■ **Work item**:
Using the listing below, print exactly everything from the line with "was being closed." down to the line with "The original failure", both included, and nothing more.
*** Listed records
//! Error types for scoped producers.

use thiserror::Error;

use crate::scope::State;

/// Errors surfaced by a [`ScopedStream`](crate::ScopedStream).
///
/// `E` is the producer's own error type. Producer failures are carried
/// untouched in [`Error::Producer`] and [`Error::Closure`].
#[derive(Error, Debug)]
pub enum Error<E> {
    /// An operation was attempted in a lifecycle state that does not allow it.
    ///
    /// A rejected exit keeps the failure it was asked to unwind in `cause`.
    #[error("cannot {operation} a scoped stream in state {state}")]
    InvalidState {
        operation: &'static str,
        state: State,
        cause: Option<Box<Error<E>>>,
    },

    /// The producer has already signalled completion.
    #[error("producer is exhausted")]
    Exhausted,

    /// Failure raised by the producer while producing a value.
    #[error("{0}")]
    Producer(E),

    /// Failure raised by the producer while it was being closed.
    #[error("closing the producer failed: {0}")]
    Closure(E),

    /// The scope was already failing when closing the producer failed too.
    ///
    /// The original failure is kept in `cause`; see [`Error::cause`].
    #[error("closing the producer failed while unwinding a failed scope: {closure}")]
    Unwound { cause: Box<Error<E>>, closure: E },
}

impl<E> Error<E> {
    pub(crate) fn invalid_state(operation: &'static str, state: State) -> Self {
        Error::InvalidState {
            operation,
            state,
            cause: None,
        }
    }

    /// Attaches the in-flight failure to a rejected operation.
    pub(crate) fn with_cause(self, in_flight: Error<E>) -> Self {
        match self {
            Error::InvalidState {
                operation, state, ..
            } => Error::InvalidState {
                operation,
                state,
                cause: Some(Box::new(in_flight)),
            },
            other => other,
        }
    }

    /// Returns the producer's failure if this error carries one from
    /// production, not from closure.
    pub fn into_producer(self) -> Option<E> {
        match self {
            Error::Producer(error) => Some(error),
            _ => None,
        }
    }

    /// The in-flight failure of an [`Error::Unwound`], or of a rejected exit.
    pub fn cause(&self) -> Option<&Error<E>> {
        match self {
            Error::Unwound { cause, .. } => Some(cause),
            Error::InvalidState { cause, .. } => cause.as_deref(),
            _ => None,
        }
    }

    pub fn is_invalid_state(&self) -> bool {
        matches!(self, Error::InvalidState { .. })
    }

    pub fn is_exhausted(&self) -> bool {
        matches!(self, Error::Exhausted)
    }
}

/// Result type for scoped stream operations.
pub type Result<T, E> = std::result::Result<T, Error<E>>;
impl<'a, T, E> Co<'a, T, E> {
    /// Hands `value` to the consumer and suspends until the next pull.
    ///
    /// Only meaningful when awaited from the generator's own body.
    pub fn yield_(&self, value: T) -> Yield<'_, 'a, T, E> {
        Yield {
            co: self,
            value: Some(value),
        }
    }

    /// Registers cleanup to run when the generator finishes or is closed.
    pub fn defer<F>(&self, cleanup: F)
    where
        F: Future<Output = Result<(), E>> + 'a,
    {
        self.shared.borrow_mut().cleanups.push(Box::pin(cleanup));
    }
}

impl<T, E> Clone for Co<'_, T, E> {
    fn clone(&self) -> Self {
        Self {
            shared: self.shared.clone(),
        }
    }
}

impl<T, E> fmt::Debug for Co<'_, T, E> {
    fn fmt(&self, f: &mut fmt::Formatter<'_>) -> fmt::Result {
        f.debug_struct("Co").finish_non_exhaustive()
    }
}

/// Future for [`Co::yield_`].
#[must_use = "values are only handed over when the yield is awaited"]
pub struct Yield<'c, 'a, T, E> {
    co: &'c Co<'a, T, E>,
    value: Option<T>,
}

// `value` is moved out, never pinned.
impl<T, E> Unpin for Yield<'_, '_, T, E> {}

impl<T, E> Future for Yield<'_, '_, T, E> {
    type Output = ();

    fn poll(self: Pin<&mut Self>, _cx: &mut Context<'_>) -> Poll<()> {
        let this = self.get_mut();
        match this.value.take() {
            Some(value) => {
                this.co.shared.borrow_mut().yielded = Some(value);
                Poll::Pending
            }
            None => Poll::Ready(()),
        }
    }
}

enum Stage<'a, E> {
    Running(LocalBoxFuture<'a, Result<(), E>>),
    Unwinding {
        /// What the body returned with; only ever handed out by `poll_next`.
        body_failure: Option<E>,
        /// First failure among the deferred cleanups.
        cleanup_failure: Option<E>,
        current: Option<Cleanup<'a, E>>,
    },
    Finished,
}

/// A lazy producer driven by an async body.
///
/// ```
/// use scopegen::{Generator, ProducerExt};
///
/// # futures::executor::block_on(async {
/// let mut numbers = Generator::new(|co| async move {
///     co.defer(async { Ok::<_, String>(()) });
///     for n in 1..=3 {
///         co.yield_(n).await;
///     }
///     Ok(())
/// });
///
/// assert_eq!(numbers.next().await, Some(Ok(1)));
/// assert_eq!(numbers.close().await, Ok(()));
/// assert_eq!(numbers.next().await, None);
/// # });
/// ```
#[must_use = "producers do nothing unless pulled"]
pub struct Generator<'a, T, E> {
    shared: Rc<RefCell<Shared<'a, T, E>>>,
    stage: Stage<'a, E>,
    /// A cleanup failure held back while the body's own failure was reported.
    unreported: Option<E>,
}

// No field is ever pinned in place.
impl<T, E> Unpin for Generator<'_, T, E> {}

impl<'a, T: 'a, E: 'a> Generator<'a, T, E> {
    /// Builds a generator from `body`.
    ///
    /// `body` is called right away to obtain its future, which is not polled
    /// until the first pull.
    pub fn new<F, Fut>(body: F) -> Self
    where
        F: FnOnce(Co<'a, T, E>) -> Fut,
        Fut: Future<Output = Result<(), E>> + 'a,
    {
        let shared = Rc::new(RefCell::new(Shared {
            yielded: None,
            cleanups: Vec::new(),
        }));
        let body = body(Co {
            shared: shared.clone(),
        });
        Self {
            shared,
            stage: Stage::Running(body.boxed_local()),
            unreported: None,
        }
    }
}

impl<T, E> Generator<'_, T, E> {
    /// Whether the body and every deferred cleanup have completed.
    pub fn is_finished(&self) -> bool {
        matches!(self.stage, Stage::Finished)
    }

    /// Runs pending cleanups. Resolves to the body's failure and the first
    /// cleanup failure, kept apart.
    fn poll_unwind(&mut self, cx: &mut Context<'_>) -> Poll<(Option<E>, Option<E>)> {
        loop {
            let Stage::Unwinding {
                body_failure,
                cleanup_failure,
                current,
            } = &mut self.stage
            else {
                return Poll::Ready((None, None));
            };
            if current.is_none() {
                *current = self.shared.borrow_mut().cleanups.pop();
            }
            match current {
                Some(cleanup) => {
                    let result = ready!(cleanup.poll_unpin(cx));
                    *current = None;
                    if let Err(error) = result {
                        if cleanup_failure.is_none() {
                            *cleanup_failure = Some(error);
                        }
                    }
                }
                None => {
                    let failures = (body_failure.take(), cleanup_failure.take());
                    self.stage = Stage::Finished;
                    tracing::trace!("generator finished unwinding");
                    return Poll::Ready(failures);
                }
            }
        }
    }
}

impl<T, E> Producer for Generator<'_, T, E> {
    type Item = T;
    type Error = E;

    fn poll_next(self: Pin<&mut Self>, cx: &mut Context<'_>) -> Poll<Option<Result<T, E>>> {
        let this = self.get_mut();
        loop {
            match &mut this.stage {
                Stage::Running(body) => {
                    let outcome = body.poll_unpin(cx);
                    let yielded = this.shared.borrow_mut().yielded.take();
                    match outcome {
                        Poll::Pending => {
                            return match yielded {
                                Some(value) => Poll::Ready(Some(Ok(value))),
                                None => Poll::Pending,
                            };
                        }
                        Poll::Ready(result) => {
                            tracing::trace!(failed = result.is_err(), "generator body returned");
                            this.stage = Stage::Unwinding {
                                body_failure: result.err(),
                                cleanup_failure: None,
                                current: None,
                            };
                            if let Some(value) = yielded {
                                return Poll::Ready(Some(Ok(value)));
                            }
                        }
                    }
                }
                Stage::Unwinding { .. } => {
                    let (body_failure, cleanup_failure) = ready!(this.poll_unwind(cx));
                    return Poll::Ready(match body_failure {
                        Some(error) => {
                            this.unreported = cleanup_failure;
                            Some(Err(error))
                        }
                        None => cleanup_failure.map(Err),
                    });
                }
                Stage::Finished => return Poll::Ready(this.unreported.take().map(Err)),
            }
        }
    }

    fn poll_close(self: Pin<&mut Self>, cx: &mut Context<'_>) -> Poll<Result<(), E>> {
        let this = self.get_mut();
        if let Stage::Running(_) = this.stage {
            tracing::trace!("closing generator at its last suspension point");
            this.stage = Stage::Unwinding {
                body_failure: None,
                cleanup_failure: None,
                current: None,
            };
            this.shared.borrow_mut().yielded = None;
        }
        let (body_failure, cleanup_failure) = ready!(this.poll_unwind(cx));
        if body_failure.is_some() {
            // The pull that would have delivered it was abandoned.
            tracing::trace!("discarding undelivered production failure on close");
        }
        match cleanup_failure.or_else(|| this.unreported.take()) {
            Some(error) => Poll::Ready(Err(error)),
            None => Poll::Ready(Ok(())),
        }
    }
}
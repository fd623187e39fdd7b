//! Consumes the same kind of producer twice: once by iterating the adapter
//! directly, once inside a scope that stops early.

use futures::TryStreamExt;
use scopegen::{Error, Generator, ProducerExt, ScopedStream};
use std::time::Duration;

fn ticks(count: u32) -> Generator<'static, u32, String> {
    Generator::new(move |co| async move {
        println!("[ticks] connection opened");
        co.defer(async {
            tokio::time::sleep(Duration::from_millis(5)).await;
            println!("[ticks] connection closed");
            Ok(())
        });
        for tick in 0..count {
            tokio::time::sleep(Duration::from_millis(1)).await;
            co.yield_(tick).await;
        }
        Ok(())
    })
}

#[tokio::main(flavor = "current_thread")]
async fn main() -> Result<(), Error<String>> {
    let mut all = ScopedStream::new(ticks(3));
    let collected: Vec<u32> = all.iter().try_collect().await?;
    println!("direct iteration: {collected:?}");

    let mut some = ScopedStream::new(ticks(100));
    let firsts = some
        .scope(async |producer| {
            let mut firsts = Vec::new();
            while let Some(tick) = producer.next().await {
                let tick = tick.map_err(Error::Producer)?;
                if tick == 2 {
                    break;
                }
                firsts.push(tick);
            }
            Ok::<_, Error<String>>(firsts)
        })
        .await?;
    println!("scoped, stopped early: {firsts:?}");

    Ok(())
}
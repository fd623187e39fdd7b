//! The producer protocol.
//!
//! A producer is a lazy asynchronous sequence that can be pulled for its next
//! value and closed. Closing runs whatever cleanup the producer still has
//! pending and makes every later pull report completion.

use futures::TryStream;
use pin_project::pin_project;
use std::future::Future;
use std::ops::DerefMut;
use std::pin::Pin;
use std::task::{Context, Poll};

/// A lazy asynchronous sequence with an explicit, asynchronous close.
pub trait Producer {
    /// Values produced by the sequence.
    type Item;

    /// Failures raised by production or by closing.
    type Error;

    /// Attempts to pull the next value.
    ///
    /// `Poll::Ready(None)` signals that the sequence is complete.
    fn poll_next(
        self: Pin<&mut Self>,
        cx: &mut Context<'_>,
    ) -> Poll<Option<Result<Self::Item, Self::Error>>>;

    /// Drives the producer's pending cleanup to completion.
    ///
    /// Must be safe to call before the first pull and after a previous close
    /// completed; both cases finish immediately with `Ok(())` once nothing is
    /// left to clean up.
    fn poll_close(self: Pin<&mut Self>, cx: &mut Context<'_>) -> Poll<Result<(), Self::Error>>;
}

impl<P: ?Sized + Producer + Unpin> Producer for &mut P {
    type Item = P::Item;
    type Error = P::Error;

    fn poll_next(
        mut self: Pin<&mut Self>,
        cx: &mut Context<'_>,
    ) -> Poll<Option<Result<Self::Item, Self::Error>>> {
        P::poll_next(Pin::new(&mut **self), cx)
    }

    fn poll_close(mut self: Pin<&mut Self>, cx: &mut Context<'_>) -> Poll<Result<(), Self::Error>> {
        P::poll_close(Pin::new(&mut **self), cx)
    }
}

impl<P: ?Sized + Producer + Unpin> Producer for Box<P> {
    type Item = P::Item;
    type Error = P::Error;

    fn poll_next(
        mut self: Pin<&mut Self>,
        cx: &mut Context<'_>,
    ) -> Poll<Option<Result<Self::Item, Self::Error>>> {
        Pin::new(&mut **self).poll_next(cx)
    }

    fn poll_close(mut self: Pin<&mut Self>, cx: &mut Context<'_>) -> Poll<Result<(), Self::Error>> {
        Pin::new(&mut **self).poll_close(cx)
    }
}

impl<Ptr> Producer for Pin<Ptr>
where
    Ptr: DerefMut + Unpin,
    Ptr::Target: Producer,
{
    type Item = <Ptr::Target as Producer>::Item;
    type Error = <Ptr::Target as Producer>::Error;

    fn poll_next(
        self: Pin<&mut Self>,
        cx: &mut Context<'_>,
    ) -> Poll<Option<Result<Self::Item, Self::Error>>> {
        self.get_mut().as_mut().poll_next(cx)
    }

    fn poll_close(self: Pin<&mut Self>, cx: &mut Context<'_>) -> Poll<Result<(), Self::Error>> {
        self.get_mut().as_mut().poll_close(cx)
    }
}

/// Convenience futures for driving an [`Unpin`] producer by hand.
pub trait ProducerExt: Producer {
    /// Pulls the next value. Resolves to `None` once the producer is done.
    fn next(&mut self) -> Next<'_, Self>
    where
        Self: Unpin,
    {
        Next { producer: self }
    }

    /// Closes the producer, running its pending cleanup.
    fn close(&mut self) -> Close<'_, Self>
    where
        Self: Unpin,
    {
        Close { producer: self }
    }
}

impl<P: ?Sized + Producer> ProducerExt for P {}

/// Future for [`ProducerExt::next`].
#[derive(Debug)]
#[must_use = "futures do nothing unless you `.await` or poll them"]
pub struct Next<'a, P: ?Sized> {
    producer: &'a mut P,
}

impl<P: ?Sized + Producer + Unpin> Future for Next<'_, P> {
    type Output = Option<Result<P::Item, P::Error>>;

    fn poll(mut self: Pin<&mut Self>, cx: &mut Context<'_>) -> Poll<Self::Output> {
        Pin::new(&mut *self.producer).poll_next(cx)
    }
}

/// Future for [`ProducerExt::close`].
#[derive(Debug)]
#[must_use = "futures do nothing unless you `.await` or poll them"]
pub struct Close<'a, P: ?Sized> {
    producer: &'a mut P,
}

impl<P: ?Sized + Producer + Unpin> Future for Close<'_, P> {
    type Output = Result<(), P::Error>;

    fn poll(mut self: Pin<&mut Self>, cx: &mut Context<'_>) -> Poll<Self::Output> {
        Pin::new(&mut *self.producer).poll_close(cx)
    }
}

/// A producer backed by a [`TryStream`].
///
/// Closing drops the stream, which releases whatever it holds through its
/// destructors.
#[pin_project]
#[derive(Debug)]
#[must_use = "producers do nothing unless pulled"]
pub struct FromStream<S> {
    #[pin]
    stream: Option<S>,
}

impl<S> FromStream<S> {
    pub fn new(stream: S) -> Self {
        Self {
            stream: Some(stream),
        }
    }

    /// Whether the stream has been dropped by a close.
    pub fn is_closed(&self) -> bool {
        self.stream.is_none()
    }
}

impl<S: TryStream> Producer for FromStream<S> {
    type Item = S::Ok;
    type Error = S::Error;

    fn poll_next(
        self: Pin<&mut Self>,
        cx: &mut Context<'_>,
    ) -> Poll<Option<Result<Self::Item, Self::Error>>> {
        match self.project().stream.as_pin_mut() {
            Some(stream) => stream.try_poll_next(cx),
            None => Poll::Ready(None),
        }
    }

    fn poll_close(self: Pin<&mut Self>, _cx: &mut Context<'_>) -> Poll<Result<(), Self::Error>> {
        let mut stream = self.project().stream;
        if stream.is_some() {
            tracing::trace!("dropping stream on close");
            stream.set(None);
        }
        Poll::Ready(Ok(()))
    }
}
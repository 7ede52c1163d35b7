use byteorder::{ByteOrder, LittleEndian, ReadBytesExt};
use meshweld_mesh::{Triangle, Vector3};
use meshweld_scene::{ImportError, PrimitiveMesh, Scene, SceneImporter};
use std::io::{Read, Seek};

const HEADER_LEN: usize = 80;
// Normal, three vertices and the attribute byte count.
const BINARY_TRIANGLE_LEN: usize = 50;
// Don't trust the triangle count in the header for preallocation.
const MAX_PREALLOC: usize = 1 << 16;

pub struct StlFile {
    pub triangles: Vec<Triangle>,
}

impl StlFile {
    /// Returns the number of triangles included in the STL file.
    pub fn triangle_count(&self) -> usize {
        self.triangles.len()
    }

    /// Converts the file into a single-node scene.
    ///
    /// STL files provide one point for every facet vertex, so the faces are simply an identity
    /// mapping (ex: face[i] == [3i, 3i + 1, 3i + 2]).
    pub fn into_scene(self) -> Scene {
        let positions: Vec<Vector3> = self
            .triangles
            .iter()
            .flat_map(|t| [t.p0, t.p1, t.p2])
            .collect();
        let faces = (0..self.triangles.len() as u32)
            .map(|i| vec![3 * i, 3 * i + 1, 3 * i + 2])
            .collect();
        Scene::single(PrimitiveMesh::new(positions, faces))
    }
}

fn read_vertex<T: Read>(f: &mut T) -> std::io::Result<Vector3> {
    Ok(Vector3 {
        x: f.read_f32::<LittleEndian>()? as f64,
        y: f.read_f32::<LittleEndian>()? as f64,
        z: f.read_f32::<LittleEndian>()? as f64,
    })
}

fn read_binary<T: Read + Seek>(f: &mut T) -> std::io::Result<StlFile> {
    // Binary files start with an 80 byte header. There is no defined structure for this
    // header but some implementations will stash some metadata in this header. For now
    // we'll just skip the header and load the geometry.
    f.seek(std::io::SeekFrom::Start(HEADER_LEN as u64))?;

    // Immediately following the header is an unsigned 32-bit integer that indicates the
    // number of triagles that follow.
    let n_triangles = f.read_u32::<LittleEndian>()? as usize;

    let mut triangles = Vec::<Triangle>::with_capacity(n_triangles.min(MAX_PREALLOC));
    for _ in 0..n_triangles {
        // Each triangle is specified by a normal vector followed by 3 verticies of the
        // triangle. While the normal vector may be included, it is generally expected
        // that verticies be listed in counter-clockwise order and so the normal vector
        // maybe specified as (0, 0, 0). Normals are recomputed from the geometry anyway.
        let _normal = read_vertex(f)?;
        triangles.push(Triangle {
            p0: read_vertex(f)?,
            p1: read_vertex(f)?,
            p2: read_vertex(f)?,
        });
        // After the triangle geometry there is a 2-byte unsigned integer called the
        // "attribute byte count". There is no standard structure of this field, but
        // some applications use this for color data.
        let _attribute_byte_count = f.read_u16::<LittleEndian>()?;
    }
    Ok(StlFile { triangles })
}

fn invalid_data(message: String) -> std::io::Error {
    std::io::Error::new(std::io::ErrorKind::InvalidData, message)
}

fn read_coordinate<'a, I: Iterator<Item = &'a str>>(tokens: &mut I) -> std::io::Result<f64> {
    let token = tokens
        .next()
        .ok_or_else(|| invalid_data("unexpected end of vertex".to_string()))?;
    token
        .parse::<f64>()
        .map_err(|e| invalid_data(format!("invalid coordinate '{}': {}", token, e)))
}

fn read_ascii(text: &str) -> std::io::Result<StlFile> {
    // ASCII files are line oriented, one keyword at the start of each line:
    //
    //   solid name
    //     facet normal nx ny nz
    //       outer loop
    //         vertex x y z
    //         vertex x y z
    //         vertex x y z
    //       endloop
    //     endfacet
    //   endsolid name
    //
    // Only the vertices matter, the normal is recomputed from the geometry. The solid name
    // is free text and may itself look like a keyword.
    let mut triangles = Vec::new();
    let mut facet: Option<Vec<Vector3>> = None;
    let mut closed = false;
    for (n, line) in text.lines().enumerate() {
        let line_no = n + 1;
        let mut tokens = line.split_ascii_whitespace();
        let Some(keyword) = tokens.next() else {
            continue;
        };
        match keyword {
            "facet" => {
                if facet.is_some() {
                    return Err(invalid_data(format!(
                        "line {}: facet opened before endfacet",
                        line_no
                    )));
                }
                facet = Some(Vec::with_capacity(3));
            }
            "vertex" => {
                let Some(vertices) = facet.as_mut() else {
                    return Err(invalid_data(format!(
                        "line {}: vertex outside of a facet",
                        line_no
                    )));
                };
                vertices.push(Vector3 {
                    x: read_coordinate(&mut tokens)?,
                    y: read_coordinate(&mut tokens)?,
                    z: read_coordinate(&mut tokens)?,
                });
            }
            "endfacet" => match facet.take().as_deref() {
                Some(&[p0, p1, p2]) => triangles.push(Triangle { p0, p1, p2 }),
                Some(other) => {
                    return Err(invalid_data(format!(
                        "line {}: facet {} has {} vertices",
                        line_no,
                        triangles.len(),
                        other.len()
                    )))
                }
                None => {
                    return Err(invalid_data(format!(
                        "line {}: endfacet without facet",
                        line_no
                    )))
                }
            },
            "endsolid" => {
                closed = true;
                break;
            }
            _ => (),
        }
    }
    if facet.is_some() {
        return Err(invalid_data(format!(
            "unterminated facet after {} triangles",
            triangles.len()
        )));
    }
    if !closed {
        return Err(invalid_data("missing endsolid".to_string()));
    }
    Ok(StlFile { triangles })
}

/// Guesses whether `data` is a binary STL file.
///
/// Binary files may start with "solid" too, so a length that matches the triangle count in the
/// header wins over the ASCII keyword.
pub fn is_binary(data: &[u8]) -> bool {
    if data.len() >= HEADER_LEN + 4 {
        let n = LittleEndian::read_u32(&data[HEADER_LEN..HEADER_LEN + 4]) as usize;
        let expected = n
            .checked_mul(BINARY_TRIANGLE_LEN)
            .and_then(|len| len.checked_add(HEADER_LEN + 4));
        if expected == Some(data.len()) {
            return true;
        }
    }
    let start = data
        .iter()
        .position(|b| !b.is_ascii_whitespace())
        .unwrap_or(data.len());
    !data[start..].starts_with(b"solid")
}

pub fn parse_stl(data: &[u8]) -> std::io::Result<StlFile> {
    if is_binary(data) {
        let mut c = std::io::Cursor::new(data);
        read_binary(&mut c)
    } else {
        let text = std::str::from_utf8(data).map_err(|e| invalid_data(e.to_string()))?;
        read_ascii(text)
    }
}

/// Imports binary and ASCII STL data as a single-node scene.
#[derive(Debug, Default, Clone, Copy)]
pub struct StlImporter;

impl SceneImporter for StlImporter {
    fn import(&self, data: &[u8], _hint: &str) -> Result<Scene, ImportError> {
        let stl = parse_stl(data).map_err(|source| ImportError::Parse {
            format: "stl",
            source: source.into(),
        })?;
        log::debug!("parsed {} STL triangles", stl.triangle_count());
        Ok(stl.into_scene())
    }
}
use std::collections::HashMap;
use std::path::PathBuf;

use thiserror::Error;

#[derive(Debug, Error)]
pub enum RetrievalError {
    #[error("unsupported resource scheme '{0}'")]
    UnsupportedScheme(String),

    #[error("invalid file URI '{0}'")]
    InvalidUri(String),

    #[error("resource '{0}' not found")]
    NotFound(String),

    #[error(transparent)]
    Io(#[from] std::io::Error),
}

/// Fetches the raw bytes behind a resource name.
pub trait Retriever {
    fn get(&self, resource: &str) -> Result<Vec<u8>, RetrievalError>;
}

/// Decodes `%XX` escapes. Returns `None` for a malformed escape or non UTF-8 result.
fn percent_decode(s: &str) -> Option<String> {
    let bytes = s.as_bytes();
    let mut out = Vec::with_capacity(bytes.len());
    let mut i = 0;
    while i < bytes.len() {
        if bytes[i] == b'%' {
            let hex = bytes.get(i + 1..i + 3)?;
            if !hex.iter().all(u8::is_ascii_hexdigit) {
                return None;
            }
            let hex = std::str::from_utf8(hex).ok()?;
            out.push(u8::from_str_radix(hex, 16).ok()?);
            i += 3;
        } else {
            out.push(bytes[i]);
            i += 1;
        }
    }
    String::from_utf8(out).ok()
}

/// Reads resources from the local filesystem.
///
/// Accepts plain paths and absolute `file://` URIs. A URI's authority must be empty
/// (`file:///abs/path`) or `localhost`, and its path is percent-decoded. Plain paths are used
/// as-is.
#[derive(Debug, Default, Clone, Copy)]
pub struct FileRetriever;

impl FileRetriever {
    fn path(resource: &str) -> Result<PathBuf, RetrievalError> {
        let rest = match resource.split_once("://") {
            None => return Ok(PathBuf::from(resource)),
            Some((scheme, rest)) if scheme.eq_ignore_ascii_case("file") => rest,
            Some((scheme, _)) => {
                return Err(RetrievalError::UnsupportedScheme(scheme.to_string()))
            }
        };
        let invalid = || RetrievalError::InvalidUri(resource.to_string());
        let path = match rest.find('/') {
            Some(0) => rest,
            Some(i) if rest[..i].eq_ignore_ascii_case("localhost") => &rest[i..],
            _ => return Err(invalid()),
        };
        percent_decode(path).map(PathBuf::from).ok_or_else(invalid)
    }
}

impl Retriever for FileRetriever {
    fn get(&self, resource: &str) -> Result<Vec<u8>, RetrievalError> {
        let path = Self::path(resource)?;
        std::fs::read(&path).map_err(|e| match e.kind() {
            std::io::ErrorKind::NotFound => RetrievalError::NotFound(resource.to_string()),
            _ => RetrievalError::Io(e),
        })
    }
}

/// Serves resources from memory.
#[derive(Debug, Default, Clone)]
pub struct MemoryRetriever {
    resources: HashMap<String, Vec<u8>>,
}

impl MemoryRetriever {
    pub fn new() -> Self {
        Self::default()
    }

    pub fn insert(&mut self, resource: impl Into<String>, data: impl Into<Vec<u8>>) {
        self.resources.insert(resource.into(), data.into());
    }
}

impl Retriever for MemoryRetriever {
    fn get(&self, resource: &str) -> Result<Vec<u8>, RetrievalError> {
        self.resources
            .get(resource)
            .cloned()
            .ok_or_else(|| RetrievalError::NotFound(resource.to_string()))
    }
}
******
■ **Answer to this problem**:
    /// Failure raised by the producer while it was being closed.
    #[error("closing the producer failed: {0}")]
    Closure(E),

    /// The scope was already failing when closing the producer failed too.
    ///
    /// The original failure is kept in `cause`; see [`Error::cause`].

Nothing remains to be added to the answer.